Population background with disease cluster web demonstrating the importance of ELR in outbreak response.
ELR enables faster detection and response during outbreaks.

ELR provides a critical tool for rapid detection and response to outbreaks. High-quality ELR data enables faster identification of clusters and improved management of public health emergencies.

Improved report quality

  • Faster electronic transmission
  • Reduced manual entry errors
  • More complete and consistent reports across sources
  • Better interoperability and data integration

Data interoperability

Timely Data for Rapid Response

Over 90%
of laboratory results sent to health departments nationally are sent as ELR in standardized formats. This increases data timeliness and accuracy for rapid case identification and outbreak response.

ELR strengthens the seamless exchange of information across laboratories, healthcare systems, public health agencies (state, territorial, and local), and CDC.

Data that is understandable, interpretable, and usable:

  • Improves patient care
  • Enhances surveillance
  • Increases administrative efficiency

How ELR works

ELR is part of the larger electronic laboratory data exchange landscape. Electronic test orders and results (ETOR) send test orders to laboratories and results back to submitters. ELR sends results to public health to accelerate surveillance and response.

Infographic showing the data exchange ecosystem of electronic test orders, results, and laboratory reporting.
ELR and ETOR data flows in the electronic laboratory data exchange landscape.

This image shows the streamlined flow of electronic laboratory data. Two major components include electronic test orders and results (ETOR) and electronic laboratory reporting (ELR). With ETOR, a healthcare provider (submitter) sends test orders to a laboratory, which processes the tests and returns results. Those results are also transmitted via ELR from the testing entity to public health departments to support monitoring and response.

How ELR works

  • Laboratory testing and LIMS
    When a laboratory confirms a reportable condition (e.g., measles, HIV, rabies), patient and test data are securely entered into a Laboratory Information Management System (LIMS). Data may be entered manually by laboratory personnel or automatically by connected instruments.
  • Message creation
    LIMS generates standardized electronic messages. Messages are formatted to be understandable, interpretable, and usable across different healthcare, laboratory, and public health systems.
  • Transmission and processing
    Messages are sent electronically to state or local health departments. Receiving agencies process ELR data into surveillance systems, linking to case reports and helping accurately track diseases.
  • Public health action
    ELR allows health departments to connect related cases and identify outbreaks. Health agencies can quickly act to find other cases, stop further spread, share prevention messages, alert clinicians, and advise communities on how to better protect their health.

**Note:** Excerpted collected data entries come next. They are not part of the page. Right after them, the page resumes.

//! Query analysis pipeline
//!
//! Query lifecycle, the brand/query records the pipeline works on, and the
//! sequential batch runner.

mod lifecycle;
mod records;
mod runner;

pub use lifecycle::QueryStatus;
pub use records::{BrandDraft, BrandProfile, TrackedQuery};
pub use runner::{AnalysisStore, BatchReport, BatchRunner, QueryFailure};
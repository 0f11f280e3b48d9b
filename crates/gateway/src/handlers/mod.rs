//! API handlers module

pub mod analysis;
pub mod brands;
pub mod dashboard;
pub mod health;
pub mod queries;

use axum::Json;
use brandlens_common::errors::AppError;
use serde::Serialize;
use validator::Validate;

/// Success envelope shared by all data endpoints
#[derive(Debug, Serialize)]
pub struct ApiResponse<T> {
    pub success: bool,
    pub data: T,
}

pub fn ok<T: Serialize>(data: T) -> Json<ApiResponse<T>> {
    Json(ApiResponse {
        success: true,
        data,
    })
}

/// Run derive-based validation, reporting the first offending field
pub fn validate_request<T: Validate>(request: &T) -> Result<(), AppError> {
    request.validate().map_err(AppError::from)
}
//! Metrics and observability utilities
//!
//! Provides Prometheus metrics with standardized naming conventions.

use metrics::{counter, describe_counter, describe_histogram, histogram, Unit};
use std::time::Instant;

/// Metrics prefix for all BrandLens metrics
pub const METRICS_PREFIX: &str = "brandlens";

/// Buckets for per-query analysis latency (dominated by the upstream call)
pub const ANALYSIS_BUCKETS: &[f64] = &[
    0.010,  // 10ms - synthetic path
    0.050,  // 50ms
    0.250,  // 250ms
    0.500,  // 500ms
    1.000,  // 1s
    2.500,  // 2.5s
    5.000,  // 5s
    10.00,  // 10s
    30.00,  // 30s
    60.00,  // 60s - upstream timeout
];

/// Register all metric descriptions
pub fn register_metrics() {
    // Request metrics
    describe_counter!(
        format!("{}_requests_total", METRICS_PREFIX),
        Unit::Count,
        "Total number of HTTP requests"
    );

    describe_histogram!(
        format!("{}_request_duration_seconds", METRICS_PREFIX),
        Unit::Seconds,
        "HTTP request latency in seconds"
    );

    // Analysis metrics
    describe_counter!(
        format!("{}_analyses_total", METRICS_PREFIX),
        Unit::Count,
        "Total query analyses by outcome"
    );

    describe_histogram!(
        format!("{}_analysis_duration_seconds", METRICS_PREFIX),
        Unit::Seconds,
        "Per-query analysis latency in seconds"
    );

    describe_counter!(
        format!("{}_upstream_fallbacks_total", METRICS_PREFIX),
        Unit::Count,
        "Upstream LLM calls replaced by a local fallback"
    );

    describe_counter!(
        format!("{}_queries_generated_total", METRICS_PREFIX),
        Unit::Count,
        "Tracked queries created by generation or by users"
    );

    tracing::info!("Metrics registered");
}

/// Helper to record request metrics
pub struct RequestMetrics {
    start: Instant,
    endpoint: String,
    method: String,
}

impl RequestMetrics {
    /// Start tracking a request
    pub fn start(method: &str, endpoint: &str) -> Self {
        Self {
            start: Instant::now(),
            endpoint: endpoint.to_string(),
            method: method.to_string(),
        }
    }

    /// Record request completion
    pub fn finish(self, status: u16) {
        let duration = self.start.elapsed().as_secs_f64();

        counter!(
            format!("{}_requests_total", METRICS_PREFIX),
            "method" => self.method.clone(),
            "endpoint" => self.endpoint.clone(),
            "status" => status.to_string()
        )
        .increment(1);

        histogram!(
            format!("{}_request_duration_seconds", METRICS_PREFIX),
            "method" => self.method,
            "endpoint" => self.endpoint
        )
        .record(duration);
    }
}

/// Record the outcome of one query analysis
pub fn record_analysis(duration_secs: f64, success: bool) {
    let status = if success { "completed" } else { "failed" };

    counter!(
        format!("{}_analyses_total", METRICS_PREFIX),
        "status" => status.to_string()
    )
    .increment(1);

    histogram!(format!("{}_analysis_duration_seconds", METRICS_PREFIX)).record(duration_secs);
}

/// Record that an upstream call was replaced by local logic
pub fn record_fallback(call_site: &str, reason: &str) {
    counter!(
        format!("{}_upstream_fallbacks_total", METRICS_PREFIX),
        "call_site" => call_site.to_string(),
        "reason" => reason.to_string()
    )
    .increment(1);
}

/// Record created queries
pub fn record_queries_created(count: usize, custom: bool) {
    counter!(
        format!("{}_queries_generated_total", METRICS_PREFIX),
        "custom" => custom.to_string()
    )
    .increment(count as u64);
}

Implementing ELR for health departments

CDC's Role

  • Funding: Supports health departments through the Epidemiology and Laboratory Capacity (ELC) cooperative agreement.
  • Technical Assistance: Helps jurisdictions address technical barriers, improve reporting systems, and achieve interoperability goals.
  • Monitoring and Support: CDC tracks ELR progress nationally, ensuring consistency and continued improvement.

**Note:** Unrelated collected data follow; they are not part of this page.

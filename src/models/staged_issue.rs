//! StagedIssue entity model
//!
//! Raw issue as written by the issue collector. `fields` holds every raw
//! attribute, including custom fields, exactly as the remote API returned it.

use sea_orm::ActiveModelBehavior;
use sea_orm::entity::prelude::*;
use sea_orm::prelude::DateTimeWithTimeZone;
use serde_json::Value as JsonValue;

#[derive(Clone, Debug, PartialEq, DeriveEntityModel)]
#[sea_orm(table_name = "staged_issues")]
pub struct Model {
    #[sea_orm(primary_key, auto_increment = false)]
    pub connection_id: i64,

    #[sea_orm(primary_key, auto_increment = false)]
    pub issue_id: String,

    /// Board the issue was collected for
    pub scope_id: String,

    pub issue_key: String,

    /// Raw issue type id, classified through the scope's type mappings
    pub type_id: String,

    pub created: DateTimeWithTimeZone,
    pub resolution_date: Option<DateTimeWithTimeZone>,

    #[sea_orm(column_type = "JsonBinary")]
    pub fields: JsonValue,

    pub updated_at: DateTimeWithTimeZone,
}

#[derive(Copy, Clone, Debug, EnumIter, DeriveRelation)]
pub enum Relation {}

impl ActiveModelBehavior for ActiveModel {}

Technical assistance for ELR projects

CDC and the Association of Public Health Laboratories (APHL) provide technical assistance. APHL is a partner organization that strengthens laboratory systems for public health.

This support helps jurisdictions pursue ELR-related goals. Requests can include:

  • Assessing existing ELR processing
  • Adding ELR for new disease categories or laboratories
  • Performing vocabulary mapping and infrastructure development
  • Fine-tuning existing routes to eliminate errors
  • Updating ELR to align with new systems, software, or regulations
  • Troubleshooting persistent technical issues
  • Reducing manual steps in automated systems
  • Promoting inter-state and inter-jurisdictional data exchange

Additional questions may be sent to EDX@cdc.gov.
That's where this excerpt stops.